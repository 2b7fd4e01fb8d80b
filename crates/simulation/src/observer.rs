//! Read-only observation of dispatched events.
//!
//! Observers get a shared borrow of the state, so they cannot schedule
//! events or move the clock.

use crate::state::SimulationState;
use netsim_core::{EventRecord, RunIndex};
use tracing::trace;

/// Receives a record of every dispatched event.
pub trait EventObserver<W, P> {
    /// Called after the handler of `record` has returned.
    fn on_event(&mut self, run: RunIndex, record: &EventRecord, state: &SimulationState<W, P>);

    /// Called once when a run finishes, successfully or not.
    fn on_run_finished(&mut self, _run: RunIndex, _state: &SimulationState<W, P>) {}
}

/// Discards everything.
#[derive(Debug, Default, Clone, Copy)]
pub struct NoopObserver;

impl<W, P> EventObserver<W, P> for NoopObserver {
    fn on_event(&mut self, _run: RunIndex, _record: &EventRecord, _state: &SimulationState<W, P>) {}
}

/// Emits one `trace!` line per event.
#[derive(Debug, Default, Clone, Copy)]
pub struct TracingObserver;

impl<W, P> EventObserver<W, P> for TracingObserver {
    fn on_event(&mut self, run: RunIndex, record: &EventRecord, state: &SimulationState<W, P>) {
        trace!(
            run,
            time = record.time.as_secs(),
            kind = %record.kind,
            sequence = record.sequence,
            pending = state.pending(),
            "Event processed"
        );
    }
}

/// Keeps every record, tagged with its run.
#[derive(Debug, Default, Clone)]
pub struct EventTrace {
    records: Vec<(RunIndex, EventRecord)>,
}

impl EventTrace {
    pub fn new() -> Self {
        Self::default()
    }

    pub fn records(&self) -> &[(RunIndex, EventRecord)] {
        &self.records
    }

    /// Records of one run, in dispatch order.
    pub fn run(&self, run: RunIndex) -> impl Iterator<Item = &EventRecord> + '_ {
        self.records
            .iter()
            .filter(move |(r, _)| *r == run)
            .map(|(_, record)| record)
    }

    pub fn len(&self) -> usize {
        self.records.len()
    }

    pub fn is_empty(&self) -> bool {
        self.records.is_empty()
    }
}

impl<W, P> EventObserver<W, P> for EventTrace {
    fn on_event(&mut self, run: RunIndex, record: &EventRecord, _state: &SimulationState<W, P>) {
        self.records.push((run, *record));
    }
}
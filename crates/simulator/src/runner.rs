//! Batch driver for the message system.

use crate::config::SimulatorConfig;
use crate::distributions::Distributions;
use crate::error::SimulatorError;
use crate::handlers::build_registry;
use crate::logger::StationLogger;
use crate::message::Message;
use crate::network::ComputerNetwork;
use crate::report::BatchReport;
use crate::stats::RunSummary;
use netsim_core::RunIndex;
use netsim_simulation::{Delivery, RunController, Scenario, SimulationState};
use tracing::{info, warn};

/// The message system as a [`Scenario`]: a fresh three-computer network
/// per run.
#[derive(Debug, Clone)]
pub struct MessageSystem {
    distributions: Distributions,
}

impl MessageSystem {
    pub fn new(distributions: Distributions) -> Self {
        Self { distributions }
    }
}

impl Scenario for MessageSystem {
    type World = ComputerNetwork;
    type Payload = Delivery<Message>;
    type Summary = RunSummary;

    fn build_world(&self, _run: RunIndex) -> ComputerNetwork {
        ComputerNetwork::new(self.distributions.clone())
    }

    fn summarize(&self, state: &SimulationState<ComputerNetwork, Delivery<Message>>) -> RunSummary {
        state.world().summarize(state.now())
    }
}

/// Runs batches of the message system.
pub struct Simulator {
    config: SimulatorConfig,
    controller: RunController<MessageSystem>,
}

impl Simulator {
    /// Validate `config` and assemble the handlers.
    pub fn new(config: SimulatorConfig) -> Result<Self, SimulatorError> {
        config.validate()?;
        let scenario = MessageSystem::new(Distributions::from_config(&config.distributions)?);
        let controller = RunController::new(scenario, build_registry()?);
        Ok(Self { config, controller })
    }

    pub fn config(&self) -> &SimulatorConfig {
        &self.config
    }

    /// Run the configured batch and build its report.
    pub fn run(&self) -> Result<BatchReport, SimulatorError> {
        let config = &self.config.run;
        info!(
            runs = config.run_count,
            horizon = config.time_horizon,
            seed = config.seed,
            parallel = self.config.parallel,
            log_events = self.config.log_events,
            "Starting message system simulation"
        );

        let results = if self.config.log_events {
            if self.config.parallel {
                warn!("Event logging needs a sequential batch, ignoring --parallel");
            }
            self.controller.run_batch_observed(config, &mut StationLogger)?
        } else if self.config.parallel {
            self.controller.run_batch_parallel(config)?
        } else {
            self.controller.run_batch(config)?
        };

        let report = BatchReport::new(config, &results);
        info!(
            runs = report.results.len(),
            failed = report.failed_runs(),
            "Simulation complete"
        );
        Ok(report)
    }
}
//! One dispatch cycle: pop, advance the clock, invoke the handler.

use crate::registry::HandlerRegistry;
use crate::state::SimulationState;
use netsim_core::{EngineError, EngineResult, EventRecord};
use tracing::trace;

/// Result of a single [`Dispatcher::step`].
#[derive(Debug, Clone, Copy, PartialEq, Eq)]
pub enum Outcome {
    /// The queue was empty; nothing was dispatched.
    Drained,
    /// One event was dispatched.
    Processed(EventRecord),
}

/// Drives events from a state's queue into the registered handlers.
///
/// Strictly sequential: a handler runs to completion before the next event
/// is popped, so events it schedules are never visible to itself.
pub struct Dispatcher<'r, W, P> {
    registry: &'r HandlerRegistry<W, P>,
}

impl<'r, W: 'static, P: 'static> Dispatcher<'r, W, P> {
    pub fn new(registry: &'r HandlerRegistry<W, P>) -> Self {
        Self { registry }
    }

    /// Dispatch the earliest pending event.
    ///
    /// # Errors
    ///
    /// - [`EngineError::ClockRegression`] if the event is earlier than the
    ///   clock (a queue bug).
    /// - [`EngineError::UnknownEventKind`] if neither a direct nor a family
    ///   handler exists for the event's kind.
    /// - Whatever the handler returns.
    pub fn step(&self, state: &mut SimulationState<W, P>) -> EngineResult<Outcome> {
        let Some(event) = state.queue_mut().pop_earliest() else {
            return Ok(Outcome::Drained);
        };

        state.clock_mut().advance_to(event.time())?;

        let handler = self
            .registry
            .resolve(&event.kind())
            .ok_or(EngineError::UnknownEventKind {
                kind: event.kind(),
                time: event.time(),
            })?;

        trace!(
            time = event.time().as_secs(),
            kind = %event.kind(),
            sequence = event.sequence(),
            "Dispatching event"
        );

        handler(&event, state)?;
        state.record_step();

        Ok(Outcome::Processed(event.record()))
    }
}
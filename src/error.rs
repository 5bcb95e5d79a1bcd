//! Crate error type. Insufficient history and untrained models are not errors;
//! everything here is surfaced to callers of train/save/load and the training store.

use crate::detection::TrackId;
use thiserror::Error;

#[derive(Debug, Error)]
pub enum Error {
    #[error("io error: {0}")]
    Io(#[from] std::io::Error),

    #[error("json error: {0}")]
    Json(#[from] serde_json::Error),

    #[error("sqlite error: {0}")]
    Sqlite(#[from] rusqlite::Error),

    #[error("failed to persist file: {0}")]
    Persist(#[from] tempfile::PersistError),

    #[error("model must be trained before saving")]
    Untrained,

    #[error("feature matrix has {rows} rows but {labels} labels were supplied")]
    ShapeMismatch { rows: usize, labels: usize },

    #[error("expected {expected} feature columns, found {found}")]
    FeatureWidth { expected: usize, found: usize },

    /// A stored or supplied training row; `row` is the store's row id or the matrix row index.
    #[error("malformed training sample {row}: {field} is missing or not a finite number")]
    MalformedSample { row: i64, field: &'static str },

    #[error("behavior record for track {track_id} cannot be stored: {field} is out of range or not finite")]
    InvalidRecord { track_id: TrackId, field: &'static str },

    #[error("corrupt model bundle: {0}")]
    CorruptBundle(String),

    #[error("classifier lock poisoned")]
    LockPoisoned,
}

pub type Result<T> = std::result::Result<T, Error>;
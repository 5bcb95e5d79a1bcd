//! Behavior scoring, risk labels and summaries.

mod engine;
mod summary;

pub use engine::{behavior_score, RiskEngine, RiskLevel, UnknownRiskLevel, MAX_SCORE};
pub use summary::{AlertLevel, FrameSummary, RiskDistribution, SessionSummary, SessionTotals};
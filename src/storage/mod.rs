//! Durable state: the model bundle file and the real training sample store.

mod bundle;
mod training;

pub use bundle::ModelBundle;
pub use training::TrainingStore;
//! Tracing subscriber setup and one-object-per-line JSON output for frame reports.

use crate::config::LogConfig;
use crate::error::Result;
use serde::Serialize;
use std::io::Write;
use tracing_subscriber::fmt::format::FmtSpan;
use tracing_subscriber::layer::SubscriberExt;
use tracing_subscriber::util::SubscriberInitExt;
use tracing_subscriber::EnvFilter;

pub struct StructuredLogger;

impl StructuredLogger {
    /// Install global subscriber: stdout, JSON lines or plain text, level from RUST_LOG or default.
    /// A second call is a no-op.
    pub fn init(json: bool, default_level: &str) {
        let filter = EnvFilter::try_from_default_env().unwrap_or_else(|_| EnvFilter::new(default_level));
        let result = if json {
            let fmt = tracing_subscriber::fmt::layer()
                .json()
                .with_span_events(FmtSpan::NONE)
                .with_writer(std::io::stdout);
            tracing_subscriber::registry().with(filter).with(fmt).try_init()
        } else {
            tracing_subscriber::registry()
                .with(filter)
                .with(tracing_subscriber::fmt::layer().with_writer(std::io::stdout))
                .try_init()
        };
        if result.is_err() {
            tracing::debug!("global subscriber already installed");
        }
    }

    pub fn init_from(config: &LogConfig) {
        Self::init(config.json, &config.level);
    }

    /// Write `event` as a single JSON line (ndjson).
    pub fn emit_json(event: &impl Serialize, w: &mut impl Write) -> Result<()> {
        let line = serde_json::to_string(event)?;
        writeln!(w, "{}", line)?;
        Ok(())
    }
}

######

WHAT YOU WILL DO: What are the lines, exactly as written above, from the line with "pub struct StructuredLogger;" to the line with "let line = serde_json::to_string(event)?;", both included? Output only those.

SOLUTION FOR THIS PROBLEM:
pub struct StructuredLogger;

impl StructuredLogger {
    /// Install global subscriber: stdout, JSON lines or plain text, level from RUST_LOG or default.
    /// A second call is a no-op.
    pub fn init(json: bool, default_level: &str) {
        let filter = EnvFilter::try_from_default_env().unwrap_or_else(|_| EnvFilter::new(default_level));
        let result = if json {
            let fmt = tracing_subscriber::fmt::layer()
                .json()
                .with_span_events(FmtSpan::NONE)
                .with_writer(std::io::stdout);
            tracing_subscriber::registry().with(filter).with(fmt).try_init()
        } else {
            tracing_subscriber::registry()
                .with(filter)
                .with(tracing_subscriber::fmt::layer().with_writer(std::io::stdout))
                .try_init()
        };
        if result.is_err() {
            tracing::debug!("global subscriber already installed");
        }
    }

    pub fn init_from(config: &LogConfig) {
        Self::init(config.json, &config.level);
    }

    /// Write `event` as a single JSON line (ndjson).
    pub fn emit_json(event: &impl Serialize, w: &mut impl Write) -> Result<()> {
        let line = serde_json::to_string(event)?;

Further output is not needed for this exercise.